◆ What is needed
What lines of the data below hold "navigate"? Show them.

::::::::

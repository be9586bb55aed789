//! Condition types for post-submission verification

use action_primitives::ElementHandle;
use regex::Regex;
use serde::{Deserialize, Serialize};

use crate::errors::GateError;

/// Where the page must be for a submission to count.
#[derive(Debug, Clone, PartialEq, Serialize, Deserialize)]
pub enum UrlPattern {
    /// URL contains substring
    Contains(String),

    /// URL matches regex pattern
    Matches(String),
}

impl UrlPattern {
    pub fn compile(&self) -> Result<UrlMatcher, GateError> {
        match self {
            UrlPattern::Contains(fragment) => Ok(UrlMatcher::Contains(fragment.clone())),
            UrlPattern::Matches(pattern) => Regex::new(pattern)
                .map(UrlMatcher::Regex)
                .map_err(|e| GateError::InvalidSpec(format!("Invalid regex: {}", e))),
        }
    }
}

/// Compiled form of [`UrlPattern`].
#[derive(Debug, Clone)]
pub enum UrlMatcher {
    Contains(String),
    Regex(Regex),
}

impl UrlMatcher {
    pub fn is_match(&self, url: &str) -> bool {
        match self {
            UrlMatcher::Contains(fragment) => url.contains(fragment.as_str()),
            UrlMatcher::Regex(re) => re.is_match(url),
        }
    }
}

/// Large editables still holding more than `max_chars` count as leftover content.
#[derive(Debug, Clone, Copy, PartialEq, Serialize, Deserialize)]
pub struct ResidualRule {
    pub min_width: f64,
    pub min_height: f64,
    pub max_chars: usize,
}

impl Default for ResidualRule {
    fn default() -> Self {
        Self {
            min_width: 200.0,
            min_height: 0.0,
            max_chars: 50,
        }
    }
}

/// Expected post-submission state.
#[derive(Debug, Clone, PartialEq, Serialize, Deserialize)]
pub struct ExpectSpec {
    pub destination: UrlPattern,

    /// Compose element that held the injected content
    pub compose: Option<ElementHandle>,

    /// Submit control that was clicked; also the re-click target
    pub submit: Option<ElementHandle>,

    /// Lower-case labels of controls that must no longer be visible
    pub submit_labels: Vec<String>,

    /// The compose element counts as cleared at or below this many characters
    pub cleared_max_chars: usize,

    pub residual: ResidualRule,
}

impl ExpectSpec {
    pub fn new(destination: UrlPattern) -> Self {
        Self {
            destination,
            compose: None,
            submit: None,
            submit_labels: Vec::new(),
            cleared_max_chars: 5,
            residual: ResidualRule::default(),
        }
    }

    pub fn with_compose(mut self, handle: ElementHandle) -> Self {
        self.compose = Some(handle);
        self
    }

    pub fn with_submit(mut self, handle: Option<ElementHandle>) -> Self {
        self.submit = handle;
        self
    }

    pub fn with_submit_labels<I, S>(mut self, labels: I) -> Self
    where
        I: IntoIterator<Item = S>,
        S: Into<String>,
    {
        self.submit_labels = labels
            .into_iter()
            .map(|label| label.into().to_lowercase())
            .collect();
        self
    }

    pub fn with_residual(mut self, residual: ResidualRule) -> Self {
        self.residual = residual;
        self
    }
}

#[cfg(test)]
mod tests {
    use super::*;

    #[test]
    fn url_patterns() {
        let feed = UrlPattern::Contains("/feed".into()).compile().unwrap();
        assert!(feed.is_match("https://www.linkedin.com/feed/"));
        assert!(!feed.is_match("https://www.linkedin.com/login"));

        let comments = UrlPattern::Matches(r"/r/[^/]+/comments/".into()).compile().unwrap();
        assert!(comments.is_match("https://www.reddit.com/r/test/comments/abc123/title/"));

        assert!(matches!(
            UrlPattern::Matches("(".into()).compile(),
            Err(GateError::InvalidSpec(_))
        ));
    }

    #[test]
    fn labels_are_lowercased() {
        let spec = ExpectSpec::new(UrlPattern::Contains("/feed".into())).with_submit_labels(["Post", "SHARE"]);
        assert_eq!(spec.submit_labels, vec!["post", "share"]);
        assert_eq!(spec.cleared_max_chars, 5);
    }
}
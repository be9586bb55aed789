//! Element Locator - finds the element playing a semantic role on an unstable page
//!
//! This crate implements role-driven element location with:
//! - Ranked CSS/attribute selector families per role (primary strategy)
//! - Area-plus-bonus candidate scoring ([`score`], [`rank`])
//! - Focus or presence acceptance of the top-K candidates
//! - Ordered fallbacks: container click, phrase search, viewport point, Tab probing

pub mod errors;
pub mod resolver;
pub mod scoring;
pub mod strategies;
pub mod types;

pub use errors::*;
pub use resolver::*;
pub use scoring::*;
pub use types::*;
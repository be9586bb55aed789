use std::sync::Arc;

use async_trait::async_trait;
use cdp_adapter::{KeyChord, PageSession};
use serde::de::DeserializeOwned;
use serde_json::{json, Value};
use tracing::trace;
use uuid::Uuid;

use crate::dom::DomPort;
use crate::errors::ActionError;
use crate::scripts;
use crate::types::{Activation, CandidateFeatures, EditableRegion, ElementHandle, ProbeQuery, Rect};

const DEFAULT_PROBE_LIMIT: usize = 300;

/// [`DomPort`] backed by page scripts evaluated through a live session.
pub struct ScriptDom {
    page: Arc<dyn PageSession>,
    probe_limit: usize,
}

impl ScriptDom {
    pub fn new(page: Arc<dyn PageSession>) -> Self {
        Self {
            page,
            probe_limit: DEFAULT_PROBE_LIMIT,
        }
    }

    pub fn with_probe_limit(mut self, limit: usize) -> Self {
        self.probe_limit = limit.max(1);
        self
    }

    async fn run<T: DeserializeOwned>(&self, name: &str, body: &str, args: Value) -> Result<T, ActionError> {
        let expression = scripts::wrap(body, &args);
        let value = self.page.evaluate_script(&expression).await?;
        trace!(script = name, "page script returned");
        serde_json::from_value(value)
            .map_err(|err| ActionError::ScriptResult(format!("{name}: {err}")))
    }

    fn prefix() -> String {
        format!("cf-{}", Uuid::new_v4().simple())
    }
}

#[async_trait]
impl DomPort for ScriptDom {
    async fn probe(&self, query: &ProbeQuery) -> Result<Vec<CandidateFeatures>, ActionError> {
        let args = json!({
            "selectors": query.selectors,
            "scope": query.scope.as_ref().map(|handle| handle.token.clone()),
            "phrases": query.text_phrases,
            "min_width": query.min_width,
            "min_height": query.min_height,
            "in_viewport": query.in_viewport,
            "limit": self.probe_limit,
            "prefix": Self::prefix(),
        });
        self.run("probe", scripts::PROBE, args).await
    }

    async fn activate(&self, target: &ElementHandle) -> Result<Activation, ActionError> {
        self.run("activate", scripts::ACTIVATE, json!({ "token": target.token }))
            .await
    }

    async fn click(&self, target: &ElementHandle) -> Result<bool, ActionError> {
        self.run("click", scripts::CLICK, json!({ "token": target.token }))
            .await
    }

    async fn click_point(&self, x: f64, y: f64) -> Result<(), ActionError> {
        Ok(self.page.click_at(x, y).await?)
    }

    async fn press_key(&self, chord: &KeyChord) -> Result<(), ActionError> {
        Ok(self.page.press_key(chord).await?)
    }

    async fn viewport(&self) -> Result<Rect, ActionError> {
        self.run("viewport", scripts::VIEWPORT, Value::Null).await
    }

    async fn focused(&self) -> Result<Option<CandidateFeatures>, ActionError> {
        self.run("focused", scripts::FOCUSED, json!({ "prefix": Self::prefix() }))
            .await
    }

    async fn read_text(&self, target: &ElementHandle) -> Result<Option<String>, ActionError> {
        self.run("read_text", scripts::READ_TEXT, json!({ "token": target.token }))
            .await
    }

    async fn focused_text(&self) -> Result<Option<String>, ActionError> {
        self.run("focused_text", scripts::FOCUSED_TEXT, Value::Null)
            .await
    }

    async fn is_visible(&self, target: &ElementHandle) -> Result<bool, ActionError> {
        self.run("is_visible", scripts::IS_VISIBLE, json!({ "token": target.token }))
            .await
    }

    async fn exec_insert_text(&self, text: &str) -> Result<bool, ActionError> {
        self.run("exec_insert_text", scripts::EXEC_INSERT, json!({ "text": text }))
            .await
    }

    async fn replace_content(
        &self,
        preferred: Option<&ElementHandle>,
        text: &str,
    ) -> Result<Option<ElementHandle>, ActionError> {
        let args = json!({
            "token": preferred.map(|handle| handle.token.clone()),
            "text": text,
            "prefix": Self::prefix(),
        });
        self.run("replace_content", scripts::REPLACE_CONTENT, args)
            .await
    }

    async fn replace_html_focused(&self, html: &str) -> Result<bool, ActionError> {
        self.run("replace_html_focused", scripts::REPLACE_HTML_FOCUSED, json!({ "html": html }))
            .await
    }

    async fn paste_focused(&self, text: &str) -> Result<bool, ActionError> {
        self.run("paste_focused", scripts::PASTE_FOCUSED, json!({ "text": text }))
            .await
    }

    async fn type_char(&self, ch: char) -> Result<(), ActionError> {
        Ok(self.page.type_char(ch).await?)
    }

    async fn set_field_value(&self, target: &ElementHandle, value: &str) -> Result<bool, ActionError> {
        self.run(
            "set_field_value",
            scripts::SET_FIELD_VALUE,
            json!({ "token": target.token, "value": value }),
        )
        .await
    }

    async fn current_url(&self) -> Result<String, ActionError> {
        Ok(self.page.current_url().await?)
    }

    async fn visible_labelled_controls(&self, labels: &[String]) -> Result<bool, ActionError> {
        let labels: Vec<String> = labels.iter().map(|label| label.to_lowercase()).collect();
        self.run("visible_labelled_controls", scripts::VISIBLE_LABELLED, json!({ "labels": labels }))
            .await
    }

    async fn editable_regions(
        &self,
        min_width: f64,
        min_height: f64,
    ) -> Result<Vec<EditableRegion>, ActionError> {
        self.run(
            "editable_regions",
            scripts::EDITABLE_REGIONS,
            json!({ "min_width": min_width, "min_height": min_height }),
        )
        .await
    }
}

#[cfg(test)]
mod tests {
    use super::*;
    use crate::fake::FakeDom;

    #[tokio::test]
    async fn null_results_map_per_return_type() {
        let dom = ScriptDom::new(Arc::new(FakeDom::new()));
        assert_eq!(dom.read_text(&ElementHandle::new("gone")).await.unwrap(), None);
        assert!(dom.focused().await.unwrap().is_none());
        let err = dom.viewport().await.unwrap_err();
        assert!(matches!(err, ActionError::ScriptResult(ref msg) if msg.starts_with("viewport")));
    }
}
impl Run<'_> {
    fn platform(&self) -> Platform {
        self.profile.platform
    }

    fn credentials(&self) -> &Credentials {
        &self.request.credentials
    }

    async fn execute(&mut self) -> Result<DriveSummary, FlowError> {
        let compose_url = self.profile.compose_url_for(self.credentials());

        let mut reused_cookies = false;
        if self.restore_cookies().await {
            self.navigate(DriveStage::NavigateCompose, &compose_url).await?;
            settle(self.profile.compose_settle).await;
            self.trace.enter(DriveStage::ConfirmLoggedIn);
            let url = self.current_url().await;
            reused_cookies = self.profile.login.check.is_logged_in(&url);
            if reused_cookies {
                info!(%url, "restored session is logged in");
            } else {
                info!(%url, "restored cookies did not hold, logging in");
            }
        }

        if !reused_cookies {
            self.login().await?;
            self.save_cookies().await;
            self.navigate(DriveStage::NavigateCompose, &compose_url).await?;
            settle(self.profile.compose_settle).await;
        }

        let targets = self.locate_compose().await?;
        let report = self.inject(&targets).await?;
        let (submitted, submit_handle) = self.submit(&targets.body).await?;
        let verification = self.verify(&targets.body.handle, submit_handle).await?;

        Ok(DriveSummary {
            compose_strategy: targets.body.strategy,
            inject_method: report.method,
            submitted,
            reused_cookies,
            verification,
        })
    }

    async fn restore_cookies(&mut self) -> bool {
        let Some(jar) = self.jar else {
            return false;
        };
        self.trace.enter(DriveStage::RestoreCookies);
        let platform = self.platform();
        match jar.load(platform.as_str()).await {
            Ok(Some(cookies)) if !cookies.is_empty() => match self.session.page.set_cookies(&cookies).await {
                Ok(()) => {
                    info!(count = cookies.len(), "restored saved cookies");
                    true
                }
                Err(err) => {
                    warn!(error = %err, "could not load saved cookies into the browser");
                    false
                }
            },
            Ok(_) => {
                debug!("no saved cookies");
                false
            }
            Err(err) => {
                warn!(error = %err, "cookie jar unreadable");
                false
            }
        }
    }

    async fn save_cookies(&self) {
        let Some(jar) = self.jar else {
            return;
        };
        let platform = self.platform();
        match self.session.page.cookies().await {
            Ok(cookies) => match jar.save(platform.as_str(), &cookies).await {
                Ok(path) => info!(count = cookies.len(), path = %path.display(), "session cookies saved"),
                Err(err) => warn!(error = %err, "could not save session cookies"),
            },
            Err(err) => warn!(error = %err, "could not read session cookies"),
        }
    }

    async fn navigate(&mut self, stage: DriveStage, url: &str) -> Result<(), FlowError> {
        self.trace.enter(stage);
        info!(stage = %stage, %url, "navigating");
        self.session
            .page
            .navigate(url, WaitGate::DomReady, self.profile.navigation_timeout)
            .await
            .map_err(|err| {
                FlowError::step(
                    stage,
                    PostError::NavigationFailed {
                        platform: self.platform(),
                        url: url.to_string(),
                        reason: err.to_string(),
                    },
                )
            })
    }

    async fn current_url(&self) -> String {
        match self.session.page.current_url().await {
            Ok(url) => url,
            Err(err) => {
                warn!(error = %err, "could not read the page URL");
                String::new()
            }
        }
    }

    async fn login(&mut self) -> Result<(), FlowError> {
        let profile = self.profile;
        let login = &profile.login;
        let platform = self.platform();
        self.navigate(DriveStage::NavigateLogin, &login.url).await?;

        self.trace.enter(DriveStage::AuthenticateFill);
        for field in &login.fields {
            let value = self
                .credentials()
                .need(platform, &field.key_refs())
                .map_err(|err| FlowError::step(DriveStage::AuthenticateFill, err))?;
            let located = self
                .locator
                .locate(&field.table)
                .await
                .map_err(|err| FlowError::step(DriveStage::AuthenticateFill, err.into_post_error(platform)))?;
            if !field.secret {
                debug!(role = %field.table.role, value = %preview(value, 40), "filling field");
            }
            self.fill(&located.handle, value)
                .await
                .map_err(|err| page_error(DriveStage::AuthenticateFill, err))?;
        }

        self.trace.enter(DriveStage::AuthenticateSubmit);
        let dom = &self.session.dom;
        let clicked = match self.locator.locate(&login.submit).await {
            Ok(located) => dom.click(&located.handle).await.unwrap_or(false),
            Err(err) => {
                debug!(error = %err, "no sign-in control found");
                false
            }
        };
        if !clicked {
            warn!("sign-in control not clicked, submitting the form with Enter");
            dom.press_key(&KeyChord::enter())
                .await
                .map_err(|err| page_error(DriveStage::AuthenticateSubmit, err))?;
        }
        settle(login.settle).await;

        self.trace.enter(DriveStage::ConfirmLoggedIn);
        let url = self.current_url().await;
        if !login.check.is_logged_in(&url) {
            return Err(FlowError::step(
                DriveStage::ConfirmLoggedIn,
                PostError::AuthenticationFailed {
                    platform,
                    reason: format!("still on {url} after signing in; check the credentials"),
                },
            ));
        }
        info!(%url, "logged in");
        Ok(())
    }

    /// Sets a login field's value, typing it when the direct write does not stick.
    async fn fill(&self, target: &ElementHandle, value: &str) -> Result<(), ActionError> {
        let dom = &self.session.dom;
        if dom.set_field_value(target, value).await? && dom.read_text(target).await?.as_deref() == Some(value) {
            return Ok(());
        }
        debug!(token = %target.token, "direct write did not stick, typing");
        dom.activate(target).await?;
        dom.press_key(&KeyChord::select_all()).await?;
        for ch in value.chars() {
            dom.type_char(ch).await?;
            sleep(FIELD_KEYSTROKE_DELAY).await;
        }
        Ok(())
    }

    async fn locate(&self, stage: DriveStage, table: &action_locator::RoleTable) -> Result<Located, FlowError> {
        self.locator
            .locate(table)
            .await
            .map_err(|err| FlowError::step(stage, err.into_post_error(self.platform())))
    }

    async fn locate_compose(&mut self) -> Result<ComposeTargets, FlowError> {
        self.trace.enter(DriveStage::LocateCompose);
        match &self.profile.compose {
            ComposePlan::Single { body } => Ok(ComposeTargets {
                title: None,
                body: self.locate(DriveStage::LocateCompose, body).await?,
            }),
            ComposePlan::TitleBody { title, body } => {
                let title = self.locate(DriveStage::LocateCompose, title).await?;
                let body = self.locate(DriveStage::LocateCompose, body).await?;
                Ok(ComposeTargets {
                    title: Some(title),
                    body,
                })
            }
        }
    }

    async fn inject(&mut self, targets: &ComposeTargets) -> Result<InjectReport, FlowError> {
        self.trace.enter(DriveStage::Inject);
        let platform = self.platform();
        let injector = Injector::new(self.session.dom.clone()).with_policy(self.profile.inject.clone());
        let content = self.request.content.as_str();
        let body = match &targets.title {
            Some(title) => {
                let (title_text, body_text) = split_title_body(content);
                let report = injector
                    .inject(&title.handle, &title_text)
                    .await
                    .map_err(|err| FlowError::step(DriveStage::Inject, err.into_post_error(platform)))?;
                if body_text.trim().is_empty() {
                    info!("no body text, submitting a title-only post");
                    return Ok(report);
                }
                body_text
            }
            None => content.to_string(),
        };
        injector
            .inject(&targets.body.handle, &body)
            .await
            .map_err(|err| FlowError::step(DriveStage::Inject, err.into_post_error(platform)))
    }

    /// Clicks the submit control, or falls back to the profile's key chords.
    async fn submit(&mut self, compose: &Located) -> Result<(SubmitVia, Option<ElementHandle>), FlowError> {
        self.trace.enter(DriveStage::LocateSubmit);
        let profile = self.profile;
        let plan = &profile.submit;
        let platform = self.platform();
        let located = match self.locator.locate(&plan.table).await {
            Ok(located) => Some(located),
            Err(err) if !plan.key_fallbacks.is_empty() => {
                warn!(error = %err, "submit control not found, falling back to keys");
                None
            }
            Err(err) => return Err(FlowError::step(DriveStage::LocateSubmit, err.into_post_error(platform))),
        };

        self.trace.enter(DriveStage::Click);
        let dom = self.session.dom.clone();
        if let Some(located) = &located {
            match dom.click(&located.handle).await {
                Ok(true) => {
                    info!(strategy = located.strategy.name(), "submit clicked");
                    return Ok((
                        SubmitVia::Control {
                            strategy: located.strategy,
                        },
                        Some(located.handle.clone()),
                    ));
                }
                Ok(false) => warn!(token = %located.handle.token, "submit control refused the click"),
                Err(err) => warn!(error = %err, "submit click failed"),
            }
        }

        let handle = located.map(|located| located.handle);
        if !plan.key_fallbacks.is_empty() {
            if let Err(err) = dom.activate(&compose.handle).await {
                debug!(error = %err, "could not refocus the compose box");
            }
        }
        for burst in &plan.key_fallbacks {
            match self.press_burst(burst).await {
                Ok(()) => {
                    info!(chord = %burst.label(), "submitted with keys");
                    return Ok((SubmitVia::Keys { chord: burst.label() }, handle));
                }
                Err(err) => warn!(chord = %burst.label(), error = %err, "key submit failed"),
            }
        }
        Err(FlowError::step(
            DriveStage::Click,
            PostError::ElementNotFound {
                platform,
                role: plan.table.role.clone(),
            },
        ))
    }

    async fn press_burst(&self, burst: &KeyBurst) -> Result<(), ActionError> {
        for n in 0..burst.repeat {
            if n > 0 {
                sleep(burst.gap).await;
            }
            self.session.dom.press_key(&burst.chord).await?;
        }
        Ok(())
    }

    async fn verify(&mut self, compose: &ElementHandle, submit: Option<ElementHandle>) -> Result<Observation, FlowError> {
        self.trace.enter(DriveStage::Verify);
        let platform = self.platform();
        let spec = ExpectSpec::new(self.profile.destination.clone())
            .with_compose(compose.clone())
            .with_submit(submit)
            .with_submit_labels(self.profile.submit_labels.iter().cloned());
        let outcome = Verifier::new(self.session.dom.clone())
            .with_policy(self.profile.gate)
            .verify(&spec)
            .await
            .map_err(|err| {
                warn!(error = %err, "verifier could not run");
                FlowError::step(
                    DriveStage::Verify,
                    PostError::SubmissionUnverified {
                        platform,
                        observation: None,
                    },
                )
            })?;
        outcome
            .into_result(platform)
            .map_err(|err| FlowError::step(DriveStage::Verify, err))
    }
}
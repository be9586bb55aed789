use serde::{Deserialize, Serialize};
use std::fmt;
use thiserror::Error;

use campaignforge_core_types::PostError;

/// High-level error categories surfaced by the adapter.
#[derive(Clone, Debug, Error, PartialEq, Eq, Serialize, Deserialize)]
pub enum AdapterErrorKind {
    #[error("browser launch failed")]
    Launch,
    #[error("navigation timed out")]
    NavTimeout,
    #[error("cdp i/o failure")]
    CdpIo,
    #[error("script evaluation failed")]
    Script,
    #[error("cookie store failure")]
    CookieStore,
    #[error("internal error")]
    Internal,
}

/// Enriched error metadata passed back to higher layers.
#[derive(Clone, Debug, Serialize, Deserialize)]
pub struct AdapterError {
    pub kind: AdapterErrorKind,
    pub hint: Option<String>,
    pub retriable: bool,
}

impl fmt::Display for AdapterError {
    fn fmt(&self, f: &mut fmt::Formatter<'_>) -> fmt::Result {
        write!(f, "{}", self.kind)?;
        if let Some(hint) = &self.hint {
            write!(f, ": {}", hint)?;
        }
        Ok(())
    }
}

impl std::error::Error for AdapterError {}

impl AdapterError {
    pub fn new(kind: AdapterErrorKind) -> Self {
        Self {
            kind,
            hint: None,
            retriable: false,
        }
    }

    pub fn with_hint(mut self, hint: impl Into<String>) -> Self {
        self.hint = Some(hint.into());
        self
    }

    pub fn retriable(mut self, flag: bool) -> Self {
        self.retriable = flag;
        self
    }

    pub fn io(err: impl fmt::Display) -> Self {
        Self::new(AdapterErrorKind::CdpIo)
            .with_hint(err.to_string())
            .retriable(true)
    }

    pub fn script(err: impl fmt::Display) -> Self {
        Self::new(AdapterErrorKind::Script).with_hint(err.to_string())
    }
}

impl From<AdapterError> for PostError {
    fn from(err: AdapterError) -> Self {
        match err.kind {
            AdapterErrorKind::Launch => PostError::BrowserUnavailable(err.to_string()),
            _ => PostError::BrowserUnavailable(format!("browser session error: {err}")),
        }
    }
}

#[cfg(test)]
mod tests {
    use super::*;

    #[test]
    fn display_includes_hint() {
        let err = AdapterError::new(AdapterErrorKind::NavTimeout).with_hint("https://x.test");
        assert_eq!(err.to_string(), "navigation timed out: https://x.test");
        assert!(!err.retriable);
        assert!(AdapterError::io("socket closed").retriable);
    }
}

::::::::

◆ Task answer
            self.navigate(DriveStage::NavigateCompose, &compose_url).await?;
            self.navigate(DriveStage::NavigateCompose, &compose_url).await?;
    async fn navigate(&mut self, stage: DriveStage, url: &str) -> Result<(), FlowError> {
            .navigate(url, WaitGate::DomReady, self.profile.navigation_timeout)
        self.navigate(DriveStage::NavigateLogin, &login.url).await?;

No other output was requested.